From 1965 Robert Opron worked on the Citroën G-mini prototype and project EN101, a replacement for the 2CV, using the flat twin engine from the 2CV. It was supposed to launch in 1970. The advanced space efficient designs with very compact exterior dimensions and an aerodynamic drag co-efficient Cd of 0.32, were axed because of adverse feedback from potential clients.

The goal of Prototype Y was to give birth to a small, robust and modern car which would have fitted into the Citroën range between the 2CV and the GS.

The first prototypes were based on the Fiat 127 platform, since Citroën was pursuing at that time an alliance with Fiat (the only result of this alliance in the end was the Citroën C35 / Fiat 242). Later models employed a torsion bar suspension set up.

In 1974, Peugeot acquired Citroën, forming the PSA Group, and the project to replace the Ami was redefined as "Citroën VD", and then incorporated the floor pan of the Peugeot 104, thereby permitting the use of the 104 engine and transmission.
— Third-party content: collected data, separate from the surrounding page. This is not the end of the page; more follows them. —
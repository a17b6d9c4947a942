//! Logging infrastructure for shopmap.
//!
//! Provides structured logging with file output and console output:
//! - Writes to `logs/shopmap.log` (cleared on session start)
//! - Also prints to stderr so stdout stays free for GeoJSON output
//! - Configurable via RUST_LOG environment variable

use std::fs;
use std::io;
use std::path::{Path, PathBuf};

use tracing_appender::non_blocking::WorkerGuard;
use tracing_subscriber::fmt::format::FmtSpan;
use tracing_subscriber::layer::SubscriberExt;
use tracing_subscriber::util::SubscriberInitExt;
use tracing_subscriber::EnvFilter;

/// Default log directory, relative to the working directory.
pub const DEFAULT_LOG_DIR: &str = "logs";

/// Default log file name.
pub const DEFAULT_LOG_FILE: &str = "shopmap.log";

/// Guard that must be kept alive for the duration of logging.
///
/// Dropping this guard will flush and close the log file writer.
pub struct LoggingGuard {
    _file_guard: WorkerGuard,
    log_path: PathBuf,
}

impl LoggingGuard {
    /// Path of the log file being written.
    pub fn log_path(&self) -> &Path {
        &self.log_path
    }
}

/// Initialize logging system.
///
/// Creates the log directory if needed, clears the previous log file,
/// and sets up dual output to both file and stderr.
///
/// # Arguments
///
/// * `log_dir` - Directory for log files (e.g., "logs")
/// * `log_file` - Log filename (e.g., "shopmap.log")
/// * `default_level` - Filter used when `RUST_LOG` is not set (e.g., "info")
///
/// # Errors
///
/// Returns an error if the log directory cannot be created, the log file
/// cannot be cleared, or a global subscriber is already installed.
pub fn init_logging(
    log_dir: &Path,
    log_file: &str,
    default_level: &str,
) -> Result<LoggingGuard, io::Error> {
    let log_path = prepare_log_file(log_dir, log_file)?;

    let file_appender = tracing_appender::rolling::never(log_dir, log_file);
    let (non_blocking_file, file_guard) = tracing_appender::non_blocking(file_appender);

    let file_layer = tracing_subscriber::fmt::layer()
        .with_writer(non_blocking_file)
        .with_ansi(false)
        .with_span_events(FmtSpan::CLOSE);

    let console_layer = tracing_subscriber::fmt::layer()
        .with_writer(io::stderr)
        .with_target(false)
        .compact();

    let env_filter =
        EnvFilter::try_from_default_env().unwrap_or_else(|_| EnvFilter::new(default_level));

    tracing_subscriber::registry()
        .with(env_filter)
        .with(file_layer)
        .with(console_layer)
        .try_init()
        .map_err(io::Error::other)?;

    Ok(LoggingGuard {
        _file_guard: file_guard,
        log_path,
    })
}

/// Creates `log_dir` and truncates `log_dir/log_file`. Returns the file path.
fn prepare_log_file(log_dir: &Path, log_file: &str) -> Result<PathBuf, io::Error> {
    fs::create_dir_all(log_dir)?;
    let log_path = log_dir.join(log_file);
    fs::write(&log_path, "")?;
    Ok(log_path)
}
//! Reading and writing `~/.shopmap/config.ini`.
//!
//! A missing file is not an error: every section falls back to the values in
//! [`super::defaults`]. Parsing lives in [`super::parser`], the commented
//! output format in [`super::writer`].

use std::path::{Path, PathBuf};

use ini::Ini;
use thiserror::Error;
use tracing::{debug, info};

use super::settings::ConfigFile;

const CONFIG_DIR_NAME: &str = ".shopmap";
const CONFIG_FILE_NAME: &str = "config.ini";

/// Errors from loading or saving the config file.
#[derive(Debug, Error)]
pub enum ConfigFileError {
    /// The file exists but is not valid INI
    #[error("Cannot parse config file: {0}")]
    ReadError(#[from] ini::Error),

    #[error("Cannot write config file: {0}")]
    WriteError(String),

    /// A key holds a value the fetch core cannot use
    #[error("Bad value for [{section}] {key} = '{value}': {reason}")]
    InvalidValue {
        section: String,
        key: String,
        value: String,
        reason: String,
    },

    #[error("Cannot create config directory: {0}")]
    DirectoryError(std::io::Error),
}

impl ConfigFile {
    /// Reads `~/.shopmap/config.ini`, or returns defaults if it is missing.
    pub fn load() -> Result<Self, ConfigFileError> {
        Self::load_from(&config_file_path())
    }

    /// Reads the file at `path`, or returns defaults if it is missing.
    pub fn load_from(path: &Path) -> Result<Self, ConfigFileError> {
        if !path.exists() {
            debug!(path = %path.display(), "Config file not found, using defaults");
            return Ok(Self::default());
        }

        let ini = Ini::load_from_file(path)?;
        let config = super::parser::parse_ini(&ini)?;
        debug!(path = %path.display(), "Config file loaded");
        Ok(config)
    }

    /// Writes this configuration to `path`, creating parent directories.
    pub fn save_to(&self, path: &Path) -> Result<(), ConfigFileError> {
        if let Some(dir) = path.parent() {
            std::fs::create_dir_all(dir).map_err(ConfigFileError::DirectoryError)?;
        }

        std::fs::write(path, self.to_config_string())
            .map_err(|e| ConfigFileError::WriteError(format!("{}: {}", path.display(), e)))?;
        info!(path = %path.display(), "Config file written");
        Ok(())
    }

    /// Commented INI text for this configuration.
    pub fn to_config_string(&self) -> String {
        super::writer::to_config_string(self)
    }

    /// Writes a default config to `path` unless a file is already there.
    ///
    /// Returns whether a file was written.
    pub fn ensure_exists_at(path: &Path) -> Result<bool, ConfigFileError> {
        if path.exists() {
            return Ok(false);
        }
        Self::default().save_to(path)?;
        Ok(true)
    }
}

/// `~/.shopmap`, or `./.shopmap` when there is no home directory.
pub fn config_directory() -> PathBuf {
    dirs::home_dir()
        .unwrap_or_else(|| PathBuf::from("."))
        .join(CONFIG_DIR_NAME)
}

/// `~/.shopmap/config.ini`.
pub fn config_file_path() -> PathBuf {
    config_directory().join(CONFIG_FILE_NAME)
}

#[cfg(test)]
mod tests {
    use super::*;
    use crate::config::DEFAULT_CACHE_TTL_SECS;

    #[test]
    fn test_default_config() {
        let config = ConfigFile::default();

        assert_eq!(config.map.min_fetch_zoom, 14);
        assert_eq!(config.map.tile_padding, 1);
        assert_eq!(config.map.debounce_ms, 200);
        assert_eq!(config.cache.capacity, 200);
        assert_eq!(config.cache.ttl_secs, DEFAULT_CACHE_TTL_SECS);
        assert!(config.stores.endpoint.is_none());
        assert_eq!(config.route.osrm_url, "http://localhost:5000");
    }

    #[test]
    fn test_load_nonexistent_returns_defaults() {
        let temp_dir = tempfile::TempDir::new().unwrap();
        let config_path = temp_dir.path().join("nonexistent.ini");

        let config = ConfigFile::load_from(&config_path).unwrap();

        assert_eq!(config, ConfigFile::default());
    }

    #[test]
    fn test_save_and_reload() {
        let temp_dir = tempfile::TempDir::new().unwrap();
        let config_path = temp_dir.path().join("nested").join("config.ini");

        let mut config = ConfigFile::default();
        config.map.min_fetch_zoom = 15;
        config.cache.ttl_secs = 900;
        config.stores.endpoint = Some("https://api.example.com/stores/tile".to_string());
        config.stores.bearer_token = Some("abc123".to_string());
        config.route.profile = "cycling".to_string();

        config.save_to(&config_path).unwrap();
        let loaded = ConfigFile::load_from(&config_path).unwrap();

        assert_eq!(loaded.map.min_fetch_zoom, 15);
        assert_eq!(loaded.cache.ttl_secs, 900);
        assert_eq!(loaded.stores.endpoint, config.stores.endpoint);
        assert_eq!(loaded.stores.bearer_token.as_deref(), Some("abc123"));
        assert_eq!(loaded.route.profile, "cycling");
    }

    #[test]
    fn test_ensure_exists_at_does_not_overwrite() {
        let temp_dir = tempfile::TempDir::new().unwrap();
        let config_path = temp_dir.path().join("config.ini");

        assert!(ConfigFile::ensure_exists_at(&config_path).unwrap());
        std::fs::write(&config_path, "[map]\nmin_fetch_zoom = 16\n").unwrap();
        assert!(!ConfigFile::ensure_exists_at(&config_path).unwrap());

        let loaded = ConfigFile::load_from(&config_path).unwrap();
        assert_eq!(loaded.map.min_fetch_zoom, 16);
    }

    #[test]
    fn test_invalid_file_reports_value() {
        let temp_dir = tempfile::TempDir::new().unwrap();
        let config_path = temp_dir.path().join("config.ini");
        std::fs::write(&config_path, "[cache]\ncapacity = lots\n").unwrap();

        let err = ConfigFile::load_from(&config_path).unwrap_err();
        assert!(matches!(err, ConfigFileError::InvalidValue { .. }));
    }

    #[test]
    fn test_config_file_path() {
        let path = config_file_path();
        assert!(path.ends_with(".shopmap/config.ini"));
    }
}
//! Tile math commands: `tile` and `range`.

use clap::Args;
use serde::Serialize;
use shopmap::coord::{
    point_to_tile, tile_to_bounds, validate_zoom, viewport_to_tile_range, TileBounds, TileIndex,
    TileRange,
};
use shopmap::viewport::DEFAULT_TILE_PADDING;

use super::common::{to_json, ViewportArgs};
use crate::error::CliError;

/// Arguments for `shopmap tile`.
#[derive(Debug, Args)]
pub struct TileArgs {
    /// Latitude in decimal degrees
    #[arg(long, allow_hyphen_values = true)]
    pub lat: f64,

    /// Longitude in decimal degrees
    #[arg(long, allow_hyphen_values = true)]
    pub lng: f64,

    /// Zoom level (0-22)
    #[arg(long, default_value = "16")]
    pub zoom: i32,

    /// Print JSON instead of text
    #[arg(long)]
    pub json: bool,
}

/// Arguments for `shopmap range`.
#[derive(Debug, Args)]
pub struct RangeArgs {
    #[command(flatten)]
    pub viewport: ViewportArgs,

    /// Tiles of padding on every side
    #[arg(long, default_value_t = DEFAULT_TILE_PADDING)]
    pub padding: u32,

    /// Print JSON instead of text
    #[arg(long)]
    pub json: bool,
}

#[derive(Serialize)]
struct TileReport {
    zoom: u8,
    x: u32,
    y: u32,
    bounds: TileBounds,
}

#[derive(Serialize)]
struct RangeReport {
    zoom: u8,
    min_x: u32,
    max_x: u32,
    min_y: u32,
    max_y: u32,
    width: u32,
    height: u32,
    tiles: u64,
}

impl From<TileIndex> for TileReport {
    fn from(tile: TileIndex) -> Self {
        Self {
            zoom: tile.zoom,
            x: tile.x,
            y: tile.y,
            bounds: tile_to_bounds(tile.x, tile.y, tile.zoom),
        }
    }
}

impl From<TileRange> for RangeReport {
    fn from(range: TileRange) -> Self {
        Self {
            zoom: range.zoom,
            min_x: range.min_x,
            max_x: range.max_x,
            min_y: range.min_y,
            max_y: range.max_y,
            width: range.width(),
            height: range.height(),
            tiles: range.tile_count(),
        }
    }
}

/// Run `shopmap tile`.
pub fn run_tile(args: TileArgs) -> Result<(), CliError> {
    let zoom = validate_zoom(args.zoom)?;
    let tile = point_to_tile(args.lat, args.lng, zoom)?;
    let report = TileReport::from(tile);

    if args.json {
        println!("{}", to_json(&report)?);
    } else {
        print!("{}", format_tile(&report));
    }
    Ok(())
}

/// Run `shopmap range`.
pub fn run_range(args: RangeArgs) -> Result<(), CliError> {
    let viewport = args.viewport.to_viewport()?;
    let range = viewport_to_tile_range(&viewport, args.padding)?;
    let report = RangeReport::from(range);

    if args.json {
        println!("{}", to_json(&report)?);
    } else {
        print!("{}", format_range(&report));
    }
    Ok(())
}

fn format_tile(report: &TileReport) -> String {
    format!(
        "Tile: {}/{}/{}\n  North: {:.6}\n  South: {:.6}\n  West:  {:.6}\n  East:  {:.6}\n",
        report.zoom,
        report.x,
        report.y,
        report.bounds.north,
        report.bounds.south,
        report.bounds.west,
        report.bounds.east
    )
}

fn format_range(report: &RangeReport) -> String {
    format!(
        "Zoom: {}\n  x: {}..={}\n  y: {}..={}\n  Size: {}x{} ({} tiles)\n",
        report.zoom,
        report.min_x,
        report.max_x,
        report.min_y,
        report.max_y,
        report.width,
        report.height,
        report.tiles
    )
}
The 5-door 104-based Citroën Visa thereby replaced the Prototype Y. There was also a badge-engineered Citroën version of the shorter wheelbase 3-door 104 with only minor changes from it — the Citroën LN/LNA.

The original design from Project Y was sold to Romania where it became the Oltcit Club, which has cosmetic similarities to the Visa, and was sold as the Citroën Axel in some Western European markets.